▸ Your goal
From the first line of the entries below to the line with "use mongodb::bson;", give each line again exactly.

═══ Records supplied

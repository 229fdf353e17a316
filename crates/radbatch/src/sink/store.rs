//! External document store (MongoDB).
//!
//! The store is an opaque sink: one connection opened at batch start, one
//! `insert_one` per document, closed best-effort at batch end. Pre-flight
//! validation requires the named database and collection to already exist —
//! the pipeline never creates them.

use mongodb::bson;
use mongodb::sync::Client;
use thiserror::Error;

use crate::normalize::Document;

#[derive(Error, Debug)]
pub enum StoreError {
    #[error("MongoDB error: {0}")]
    Mongo(#[from] mongodb::error::Error),

    #[error("Database '{0}' does not exist")]
    DatabaseMissing(String),

    #[error("Collection '{collection}' does not exist in database '{database}'")]
    CollectionMissing {
        database: String,
        collection: String,
    },

    #[error("Document could not be encoded to BSON: {0}")]
    Encode(#[from] bson::ser::Error),

    #[error("Document rejected by store: {0}")]
    Rejected(String),
}

/// A persistence target accepting one normalized document at a time.
pub trait DocumentSink: Send {
    fn insert(&self, document: &Document) -> Result<(), StoreError>;

    /// Best-effort teardown; implementations must not fail.
    fn close(self: Box<Self>);
}

/// Handle to one MongoDB collection, exclusively owned by a single batch
/// run.
pub struct DocumentStore {
    client: Client,
    database: String,
    collection: String,
}

impl DocumentStore {
    /// Connects and verifies that the named database and collection already
    /// exist and are reachable.
    pub fn connect(uri: &str, database: &str, collection: &str) -> Result<Self, StoreError> {
        let client = Client::with_uri_str(uri)?;

        let databases = client.list_database_names(None, None)?;
        if !databases.iter().any(|name| name == database) {
            return Err(StoreError::DatabaseMissing(database.to_string()));
        }

        let collections = client.database(database).list_collection_names(None)?;
        if !collections.iter().any(|name| name == collection) {
            return Err(StoreError::CollectionMissing {
                database: database.to_string(),
                collection: collection.to_string(),
            });
        }

        log::info!("Connected to document store {}/{}", database, collection);

        Ok(Self {
            client,
            database: database.to_string(),
            collection: collection.to_string(),
        })
    }

    /// One-shot pre-flight check: connect, verify existence, disconnect.
    pub fn verify(uri: &str, database: &str, collection: &str) -> Result<(), StoreError> {
        Self::connect(uri, database, collection).map(drop)
    }
}

impl DocumentSink for DocumentStore {
    fn insert(&self, document: &Document) -> Result<(), StoreError> {
        let record = bson::to_document(document)?;
        self.client
            .database(&self.database)
            .collection::<bson::Document>(&self.collection)
            .insert_one(record, None)?;
        Ok(())
    }

    fn close(self: Box<Self>) {
        log::debug!(
            "Closing document store connection to {}/{}",
            self.database,
            self.collection
        );
        drop(self);
    }
}
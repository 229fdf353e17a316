pub mod batch;
pub mod engine;
pub mod error;
pub mod normalize;
pub mod params;
pub mod sink;
pub mod worker;
pub mod worklist;

pub use batch::{
    BatchConfig, BatchError, BatchRun, BatchSummary, ChannelProgress, ItemOutcome, ItemReport,
    NoopProgress, ProgressEvent, ProgressReporter, SkipReason, StoreOutcome,
};
pub use engine::{FeatureEngine, RawResult, RawValue};
pub use engine::pyradiomics::PyradiomicsEngine;
pub use error::{
    EngineError, ParamsError, RadbatchError, Result, StorageError, WorkerError, WorklistError,
};
pub use normalize::{normalize, normalize_with, ArrayPolicy, Document, FeatureValue, NormalizeError};
pub use params::ParameterSet;
pub use sink::{DocumentSink, DocumentStore, FileSink, StoreError};
pub use worker::{BatchExecutor, BatchHandle};
pub use worklist::{WorkItem, Worklist};
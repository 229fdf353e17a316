//! pyradiomics subprocess adapter.
//!
//! Invokes the `pyradiomics` executable per item. The parameter set is an
//! override layer: the adapter starts from a configuration with the full
//! feature surface enabled, overlays the user's parameters section by
//! section (a section present in the parameter set replaces the base one,
//! matching how the engine applies a parameter document to an
//! enable-everything state), stages the result to a temp file, and parses
//! the engine's JSON output.

use std::io::Write;
use std::path::Path;
use std::process::Command;

use serde_json::Value;
use tracing::debug;

use crate::error::EngineError;
use crate::params::ParameterSet;

use super::{FeatureEngine, RawResult, RawValue};

/// Feature classes enabled before the parameter set is applied.
const ALL_FEATURE_CLASSES: &[&str] = &[
    "firstorder",
    "glcm",
    "gldm",
    "glrlm",
    "glszm",
    "ngtdm",
    "shape",
    "shape2D",
];

pub struct PyradiomicsEngine {
    binary: String,
}

impl PyradiomicsEngine {
    pub fn new() -> Self {
        Self {
            binary: "pyradiomics".to_string(),
        }
    }

    /// Uses an explicit executable path instead of resolving `pyradiomics`
    /// from `PATH`.
    pub fn with_binary(binary: impl Into<String>) -> Self {
        Self {
            binary: binary.into(),
        }
    }

    /// Probes whether the engine executable can be launched.
    pub fn is_available(&self) -> bool {
        Command::new(&self.binary)
            .arg("--version")
            .output()
            .map(|output| output.status.success())
            .unwrap_or(false)
    }

    /// Full-feature base configuration overlaid with the parameter set.
    /// Top-level sections from the parameter set replace the base sections;
    /// absent sections keep the enable-everything default.
    fn effective_config(&self, params: &ParameterSet) -> Value {
        let mut classes = serde_json::Map::new();
        for class in ALL_FEATURE_CLASSES {
            classes.insert((*class).to_string(), Value::Null);
        }

        let mut config = serde_json::Map::new();
        config.insert("featureClass".to_string(), Value::Object(classes));
        config.insert(
            "imageType".to_string(),
            serde_json::json!({ "Original": {} }),
        );

        if let Some(overlay) = params.as_value().as_object() {
            for (section, value) in overlay {
                config.insert(section.clone(), value.clone());
            }
        }

        Value::Object(config)
    }
}

impl Default for PyradiomicsEngine {
    fn default() -> Self {
        Self::new()
    }
}

impl FeatureEngine for PyradiomicsEngine {
    fn extract(
        &self,
        volume_path: &Path,
        mask_path: &Path,
        params: &ParameterSet,
    ) -> Result<RawResult, EngineError> {
        let config = self.effective_config(params);

        // The engine reads its configuration from a file; JSON is a valid
        // subset of the YAML it expects.
        let mut param_file = tempfile::Builder::new()
            .prefix("radbatch-params-")
            .suffix(".json")
            .tempfile()?;
        serde_json::to_writer(&mut param_file, &config)
            .map_err(|e| EngineError::Parameters(e.to_string()))?;
        param_file.flush()?;

        debug!(
            volume = %volume_path.display(),
            mask = %mask_path.display(),
            "running {}", self.binary
        );

        let output = Command::new(&self.binary)
            .arg(volume_path)
            .arg(mask_path)
            .arg("--param")
            .arg(param_file.path())
            .args(["--format", "json"])
            .output();

        match output {
            Ok(out) if out.status.success() => parse_output(&out.stdout),
            Ok(out) => {
                let stderr = String::from_utf8_lossy(&out.stderr);
                Err(EngineError::Failed(truncate(stderr.trim(), 500)))
            }
            Err(e) if e.kind() == std::io::ErrorKind::NotFound => {
                Err(EngineError::NotAvailable(format!(
                    "{} not found (install with: pip install pyradiomics)",
                    self.binary
                )))
            }
            Err(e) => Err(EngineError::Io(e)),
        }
    }
}

/// Parses the engine's JSON output into a raw result. The CLI emits either
/// a single record object or a one-record array.
fn parse_output(stdout: &[u8]) -> Result<RawResult, EngineError> {
    let value: Value = serde_json::from_slice(stdout)
        .map_err(|e| EngineError::Output(format!("invalid JSON: {e}")))?;

    let record = match value {
        Value::Array(mut items) if !items.is_empty() => items.remove(0),
        Value::Array(_) => {
            return Err(EngineError::Output("empty result array".to_string()));
        }
        other => other,
    };

    match record {
        Value::Object(map) => Ok(map
            .into_iter()
            .map(|(key, value)| (key, RawValue::from_json(value)))
            .collect()),
        other => Err(EngineError::Output(format!(
            "expected a JSON object of feature values, found {}",
            json_kind(&other)
        ))),
    }
}

fn json_kind(value: &Value) -> &'static str {
    match value {
        Value::Null => "null",
        Value::Bool(_) => "boolean",
        Value::Number(_) => "number",
        Value::String(_) => "string",
        Value::Array(_) => "array",
        Value::Object(_) => "object",
    }
}

fn truncate(text: &str, max: usize) -> String {
    if text.chars().count() <= max {
        text.to_string()
    } else {
        let head: String = text.chars().take(max).collect();
        format!("{head}...")
    }
}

══════

▸ Solution to this problem
repository 229fdf353e17a316
filename crates/radbatch/src/sink/store.rs
//! External document store (MongoDB).
//!
//! The store is an opaque sink: one connection opened at batch start, one
//! `insert_one` per document, closed best-effort at batch end. Pre-flight
//! validation requires the named database and collection to already exist —
//! the pipeline never creates them.

use mongodb::bson;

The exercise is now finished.